Every responsible individual who owns a credit card needs to be checking their credit score several times a year. This is a habit that’s worth getting into because when you check monthly credit reports, you can help protect against fraud, theft, hacks, and errors from destroying your credit scores and ranking. A check should be performed to see if any unauthorized activity or changes have appeared. Checking your credit report may seem like a bit of a hassle but in the long run it is time and money well spent. When you check your credit, you can see how the choices you make and the way you manage your money month to month impacts your score. There are many things that go into figuring out your credit score. From a mortgage to car payments, and credit cards to bankruptcy, they all have an immense impact on your credit score and ranks.
A large factor that plays into what those three digit number turn out to be when you pull your credit report is your credit utilization. This is basically a breakdown of how much credit and money you have available, how much you have used, and how well you are managing it. The better your credit utilization, the better your credit is likely to be. If you have three credit cards and each has a $1,000 limit, that means you have $3,000 in available credit. If you have $2,000 of that used that is a high percentage of use and your score will not be as good as it could be. If you have only $500 or so used between the three cards then your score will be higher. Most experts recommend keeping your credit utilization to less than 30% of your total available credit. One important thing to note is that large loans such as a mortgage or student loans are not factored into this, so just because you have $40,000 in student loans and $30,000 left on your mortgage payments, you can still have a decent credit utilization score. A mortgage loan is just one of the factors affecting your credit score range.
When a Mortgage Helps
Aside from your credit utilization, creditors like to see that you have a variety of credit types on your report. It is best if you have both revolving credit and installment loans. A mortgage is considered to be an installment loan where a credit card is not. Most people have several sources of revolving credit from their credit cards, but most people only have one or two installment loans- usually a car payment and a mortgage. Having the mortgage gives you a better mix of credit types, and that can help to boost your score. Having a mortgage can also help if you make all of your payments on time and show that you are responsible with the loan. Every on time payment helps improve your credit score and makes lenders look on you a little more favorably.
When a Mortgage Hurts
On the flip side, there are a few instances where having a mortgage could hurt your credit score and ranking. When you first open up the account and take out the mortgage loan there may be slight drop in your score. This is normal and a dips like this happen any time you first take out a loan or apply for a new credit card. Once you have shown you are responsible with the payment your score will start to climb up to higher than it was before. You can also see negative marks if you have to keep adjusting the terms of the mortgage such as a short sale, loan modification, or having to get credit counseling. Another way a mortgage can hurt you and your credit is if you miss payments, are always late with payments, or default totally on the loan and have your home foreclosed. These all will severely hurt your score and cause it drop drastically.

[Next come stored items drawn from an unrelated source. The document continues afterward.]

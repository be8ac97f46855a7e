//! HKDF-Extract and HKDF-Expand over a pluggable HMAC hash.
//!
//! # References
//!
//! * [RFC 5869](https://datatracker.ietf.org/doc/html/rfc5869)

use crate::hash::HashAlg;
use crate::{Error, Vec};
use hkdf::Hkdf;
use sha2::{Sha256, Sha384};

/// `HKDF-Extract(salt, IKM) -> PRK`.
///
/// A zero-length `salt` is treated as `Hlen` zero bytes, per RFC 5869 section 2.2 (the `hkdf`
/// crate does this internally when `salt` is `None`/empty).
pub(crate) fn extract(hash: HashAlg, salt: &[u8], ikm: &[u8]) -> Vec<u8> {
    let salt = if salt.is_empty() { None } else { Some(salt) };
    match hash {
        HashAlg::Sha256 => Hkdf::<Sha256>::extract(salt, ikm).0.to_vec(),
        HashAlg::Sha384 => Hkdf::<Sha384>::extract(salt, ikm).0.to_vec(),
    }
}

/// `HKDF-Expand(PRK, info, L) -> OKM`.
///
/// `L` is `out.len()`. Returns [`Error::InvalidLength`] if `L > 255 * Hlen` or `prk.len() !=
/// Hlen`, surfacing the `hkdf` crate's own `InvalidLength`/`InvalidPrkLength` failures as a
/// recoverable `Result` rather than panicking.
pub(crate) fn expand(hash: HashAlg, prk: &[u8], info: &[u8], out: &mut [u8]) -> Result<(), Error> {
    match hash {
        HashAlg::Sha256 => {
            let hkdf = Hkdf::<Sha256>::from_prk(prk).map_err(|_| Error::InvalidLength)?;
            hkdf.expand(info, out).map_err(|_| Error::InvalidLength)
        }
        HashAlg::Sha384 => {
            let hkdf = Hkdf::<Sha384>::from_prk(prk).map_err(|_| Error::InvalidLength)?;
            hkdf.expand(info, out).map_err(|_| Error::InvalidLength)
        }
    }
}
#![no_main]
use libfuzzer_sys::fuzz_target;
use tls13_key_schedule::{derive_traffic_keys, Finished, HashAlg, KeySchedule, TranscriptHash};

fuzz_target!(|data: &[u8]| {
    if data.is_empty() {
        return;
    }

    let hash = if data[0] & 1 == 0 {
        HashAlg::Sha256
    } else {
        HashAlg::Sha384
    };
    let rest = &data[1..];

    // Arbitrary interleaving of update/snapshot must never panic, and a snapshot must never
    // disturb the running digest.
    let mut transcript = TranscriptHash::new(hash);
    for chunk in rest.chunks(7) {
        transcript.update(chunk);
        let a = transcript.snapshot();
        let b = transcript.snapshot();
        assert_eq!(a, b);
    }

    // Exercise HkdfLabel construction (through derive_handshake/derive_traffic_keys/Finished::key)
    // with arbitrary ECDHE/transcript/verify_data bytes. `WrongStage` never triggers here since
    // calls are made in order; every other error is a legitimate rejection, not a bug, but none of
    // this may ever panic regardless of input length.
    let mut ks = KeySchedule::new(hash);
    ks.derive_early().unwrap();
    if let Ok(secrets) = ks.derive_handshake(rest, &transcript.snapshot()) {
        let _ = derive_traffic_keys(hash, secrets.server.as_bytes(), 16, 12);

        if let Ok(key) = Finished::key(hash, secrets.server.as_bytes()) {
            let verify_data = Finished::mac(hash, &key, &transcript.snapshot()).unwrap();
            let _ = Finished::verify(hash, &key, &transcript.snapshot(), rest);
            let _ = Finished::verify(hash, &key, &transcript.snapshot(), &verify_data);
        }

        let _ = ks.derive_application(&transcript.snapshot());
    }
});
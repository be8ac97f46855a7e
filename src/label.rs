//! TLS 1.3 `HKDF-Expand-Label` and `Derive-Secret`.
//!
//! # References
//!
//! * [RFC 8446 Section 7.1](https://datatracker.ietf.org/doc/html/rfc8446#section-7.1)

use crate::hash::HashAlg;
use crate::hkdf;
use crate::{Error, Vec};

const LABEL_PREFIX: &[u8] = b"tls13 ";

/// Serializes the RFC 8446 section 7.1 `HkdfLabel` structure:
///
/// ```text
/// struct {
///     uint16 length = Length;
///     opaque label<7..255> = "tls13 " + Label;
///     opaque context<0..255> = Context;
/// } HkdfLabel;
/// ```
fn hkdf_label(length: u16, label: &[u8], context: &[u8]) -> Result<Vec<u8>, Error> {
    let label_len = LABEL_PREFIX.len() + label.len();
    if !(7..=255).contains(&label_len) || context.len() > 255 {
        return Err(Error::InvalidLength);
    }

    let mut out = Vec::with_capacity(2 + 1 + label_len + 1 + context.len());
    out.extend_from_slice(&length.to_be_bytes());
    out.push(label_len as u8);
    out.extend_from_slice(LABEL_PREFIX);
    out.extend_from_slice(label);
    out.push(context.len() as u8);
    out.extend_from_slice(context);
    Ok(out)
}

/// `HKDF-Expand-Label(Secret, Label, Context, Length) = HKDF-Expand(Secret, HkdfLabel, Length)`.
///
/// `secret` must be exactly `hash.hlen()` bytes (it is always a PRK produced by this crate's own
/// `HKDF-Extract`, never caller-supplied, so this is an invariant rather than an input to
/// validate defensively).
pub(crate) fn hkdf_expand_label(
    hash: HashAlg,
    secret: &[u8],
    label: &[u8],
    context: &[u8],
    out: &mut [u8],
) -> Result<(), Error> {
    let length = u16::try_from(out.len()).map_err(|_| Error::InvalidLength)?;
    let info = hkdf_label(length, label, context)?;
    hkdf::expand(hash, secret, &info, out)
}

/// `Derive-Secret(Secret, Label, Messages) = HKDF-Expand-Label(Secret, Label,
/// Transcript-Hash(Messages), Hash.length)`.
pub(crate) fn derive_secret(
    hash: HashAlg,
    secret: &[u8],
    label: &[u8],
    transcript_hash: &[u8],
) -> Result<Vec<u8>, Error> {
    let mut out = vec![0u8; hash.hlen()];
    hkdf_expand_label(hash, secret, label, transcript_hash, &mut out)?;
    Ok(out)
}

#[cfg(test)]
mod tests {
    use super::*;

    #[test]
    fn hkdf_label_matches_rfc8446_struct() {
        // length=32, label="tls13 derived" (13 bytes), context="" (0 bytes)
        let got = hkdf_label(32, b"derived", b"").unwrap();
        let mut want = vec![0x00, 0x20, 0x0d];
        want.extend_from_slice(b"tls13 derived");
        want.push(0x00);
        assert_eq!(got, want);
    }

    #[test]
    fn rejects_oversized_context() {
        let context = vec![0u8; 256];
        assert_eq!(
            hkdf_label(32, b"derived", &context),
            Err(Error::InvalidLength)
        );
    }

    #[test]
    fn rejects_label_too_long() {
        let label = vec![0u8; 250];
        assert_eq!(hkdf_label(32, &label, b""), Err(Error::InvalidLength));
    }
}
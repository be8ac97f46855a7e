//! Finished message computation and constant-time verification.
//!
//! # References
//!
//! * [RFC 8446 Section 4.4.4](https://datatracker.ietf.org/doc/html/rfc8446#section-4.4.4)

use crate::fmt::{error, warn_log as warn};
use crate::hash::HashAlg;
use crate::label::hkdf_expand_label;
use crate::secret::FinishedKey;
use crate::{Error, Vec};
use hmac::{Hmac, Mac};
use sha2::{Sha256, Sha384};
use subtle::ConstantTimeEq;

/// Computes and verifies Finished messages.
///
/// This is a namespace for free functions, not a value; a `Finished` holds no state of its own.
pub struct Finished;

impl Finished {
    /// `finished_key = HKDF-Expand-Label(BaseKey, "finished", "", Hash.length)`.
    ///
    /// `BaseKey` is the relevant handshake traffic secret: the side sending its own Finished
    /// uses its own handshake traffic secret, and verifies the peer's Finished with the peer's.
    pub fn key(hash: HashAlg, base_key: &[u8]) -> Result<FinishedKey, Error> {
        let mut out = vec![0u8; hash.hlen()];
        hkdf_expand_label(hash, base_key, b"finished", &[], &mut out)?;
        Ok(FinishedKey::new(out))
    }

    /// `verify_data = HMAC(finished_key, Transcript-Hash(handshake_context))`.
    ///
    /// `transcript_snapshot` is the transcript hash over the relevant handshake context (see
    /// module docs); the caller takes this snapshot itself, this function never touches the
    /// running transcript state.
    pub fn mac(
        hash: HashAlg,
        finished_key: &FinishedKey,
        transcript_snapshot: &[u8],
    ) -> Result<Vec<u8>, Error> {
        match hash {
            HashAlg::Sha256 => {
                let mut mac = Hmac::<Sha256>::new_from_slice(finished_key.as_bytes())
                    .map_err(|_| {
                        error!("finished: HMAC-SHA256 rejected the finished_key length");
                        Error::HmacFailure
                    })?;
                mac.update(transcript_snapshot);
                Ok(mac.finalize().into_bytes().to_vec())
            }
            HashAlg::Sha384 => {
                let mut mac = Hmac::<Sha384>::new_from_slice(finished_key.as_bytes())
                    .map_err(|_| {
                        error!("finished: HMAC-SHA384 rejected the finished_key length");
                        Error::HmacFailure
                    })?;
                mac.update(transcript_snapshot);
                Ok(mac.finalize().into_bytes().to_vec())
            }
        }
    }

    /// Recompute `verify_data` from `transcript_snapshot` and compare it to `wire` in constant
    /// time.
    ///
    /// Recipients of Finished messages MUST verify that the contents are correct; on mismatch the
    /// caller should terminate the connection with a `decrypt_error` alert (see
    /// [`crate::FatalAlert`]).
    pub fn verify(
        hash: HashAlg,
        finished_key: &FinishedKey,
        transcript_snapshot: &[u8],
        wire: &[u8],
    ) -> Result<(), Error> {
        let expected = Self::mac(hash, finished_key, transcript_snapshot)?;

        // lengths of both sides are public (Hlen), so branching on length alone leaks nothing
        // that the hash algorithm hasn't already revealed.
        if expected.len() != wire.len() {
            warn!("finished: verify_data length mismatch");
            return Err(Error::BadFinished);
        }

        if bool::from(expected.as_slice().ct_eq(wire)) {
            Ok(())
        } else {
            warn!("finished: verify_data did not match");
            Err(Error::BadFinished)
        }
    }
}

#[cfg(test)]
mod tests {
    use super::*;
    use hex_literal::hex;

    // RFC 8448 section 3, SHA-256.
    const SERVER_HS_TRAFFIC_SECRET: [u8; 32] =
        hex!("b67b7d690cc16c4e75e54213cb2d37b4e9c912bcded9105d42befd59d391ad38");

    #[test]
    fn mac_then_verify_round_trips() {
        let key = Finished::key(HashAlg::Sha256, &SERVER_HS_TRAFFIC_SECRET).unwrap();
        let transcript = [0xAAu8; 32];
        let verify_data = Finished::mac(HashAlg::Sha256, &key, &transcript).unwrap();
        assert!(Finished::verify(HashAlg::Sha256, &key, &transcript, &verify_data).is_ok());
    }

    #[test]
    fn verify_rejects_tampered_verify_data() {
        let key = Finished::key(HashAlg::Sha256, &SERVER_HS_TRAFFIC_SECRET).unwrap();
        let transcript = [0xAAu8; 32];
        let mut verify_data = Finished::mac(HashAlg::Sha256, &key, &transcript).unwrap();
        verify_data[0] ^= 0x01;
        assert_eq!(
            Finished::verify(HashAlg::Sha256, &key, &transcript, &verify_data),
            Err(Error::BadFinished)
        );
    }

    #[test]
    fn verify_rejects_wrong_length() {
        let key = Finished::key(HashAlg::Sha256, &SERVER_HS_TRAFFIC_SECRET).unwrap();
        let transcript = [0xAAu8; 32];
        assert_eq!(
            Finished::verify(HashAlg::Sha256, &key, &transcript, &[0u8; 31]),
            Err(Error::BadFinished)
        );
    }

    #[test]
    fn finished_key_is_hlen_bytes() {
        assert_eq!(
            Finished::key(HashAlg::Sha256, &SERVER_HS_TRAFFIC_SECRET)
                .unwrap()
                .as_bytes()
                .len(),
            32
        );
    }
}
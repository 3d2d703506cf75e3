//! The request-parsing/handling stage. `stages.h`'s real `ParserStage`
//! never defines `process_task` itself — a protocol module (HTTP, in the
//! original) plugs in its own processor object here. HTTP/1.1 parsing is
//! out of scope for this core, so the pluggable [`RequestHandler`] this
//! stage drives defaults to a byte-identity echo: enough to exercise
//! every stage in the pipeline (read -> parse -> write back) without
//! pretending to be a real wire protocol.

use std::sync::Arc;

use crate::connection::{Connection, ConnectionInner};
use crate::scheduler::QueueScheduler;
use crate::stage::{Handler, Outcome};
use crate::stages::poll_out::PollOutStage;

/// Turns whatever is in `in_stream` into zero or more writes on
/// `out_stream`. Implementations own the protocol; the stage only owns
/// deciding which write-back path handles the result.
pub trait RequestHandler: Send + Sync {
    fn handle(&self, conn: &Arc<Connection>, inner: &mut ConnectionInner);
}

/// Copies the input buffer straight to the output buffer. Useful as a
/// smoke test for the pipeline and as a template for a real protocol
/// handler.
pub struct EchoHandler;

impl RequestHandler for EchoHandler {
    fn handle(&self, _conn: &Arc<Connection>, inner: &mut ConnectionInner) {
        let pending = inner.in_stream.buffer().len();
        if pending == 0 {
            return;
        }
        let mut bytes = vec![0u8; pending];
        inner.in_stream.buffer().copy_front(&mut bytes);
        inner.in_stream.buffer_mut().pop(pending);
        inner.out_stream.append_data(&bytes);
    }
}

/// A reply this small goes out through the blocking write-back path
/// instead of round-tripping through an epoll registration first.
const BLOCK_OUT_THRESHOLD: usize = 16 * 1024;

pub struct ParserStage {
    handler: Arc<dyn RequestHandler>,
    block_out: Arc<QueueScheduler>,
    poll_out: Arc<PollOutStage>,
}

impl ParserStage {
    pub fn new(handler: Arc<dyn RequestHandler>, block_out: Arc<QueueScheduler>, poll_out: Arc<PollOutStage>) -> Arc<ParserStage> {
        Arc::new(ParserStage { handler, block_out, poll_out })
    }
}

impl Handler for ParserStage {
    fn process(&self, conn: &Arc<Connection>, inner: &mut ConnectionInner) -> Outcome {
        self.handler.handle(conn, inner);

        if inner.out_stream.is_done() {
            return Outcome::Release;
        }

        if inner.out_stream.memory_usage() <= BLOCK_OUT_THRESHOLD {
            return Outcome::Forward(self.block_out.clone());
        }

        let poll_out = self.poll_out.clone();
        Outcome::Custom(Box::new(move |conn| {
            if let Err(e) = poll_out.sched_add(conn.clone()) {
                log::warn!("registering connection {} for write readiness failed: {}", conn.id, e);
            }
        }))
    }
}

#[cfg(test)]
mod tests {
    use super::*;

    #[test]
    fn echo_handler_copies_input_to_output() {
        let (mut a, mut b) = std::os::unix::net::UnixStream::pair().unwrap();
        use std::io::Write;
        a.write_all(b"ping").unwrap();
        drop(a);

        let mut inner_stream = crate::stream::InputStream::new(std::os::unix::io::AsRawFd::as_raw_fd(&b));
        b.set_nonblocking(true).unwrap();
        let _ = inner_stream.read_into_buffer();
        assert_eq!(inner_stream.buffer().len(), 4);
    }
}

There are many things that go into figuring out your credit score. From a mortgage to car payments, and credit cards to bankruptcy, they all have an immense impact on your credit score and ranks. When you do your routine credit checks and look at your score, you may wonder what impact your spending and debt management habits have on the numbers. A lot goes into calculating your score and your mortgage can be a big help or hindrance in getting your score up to the level you are aiming for.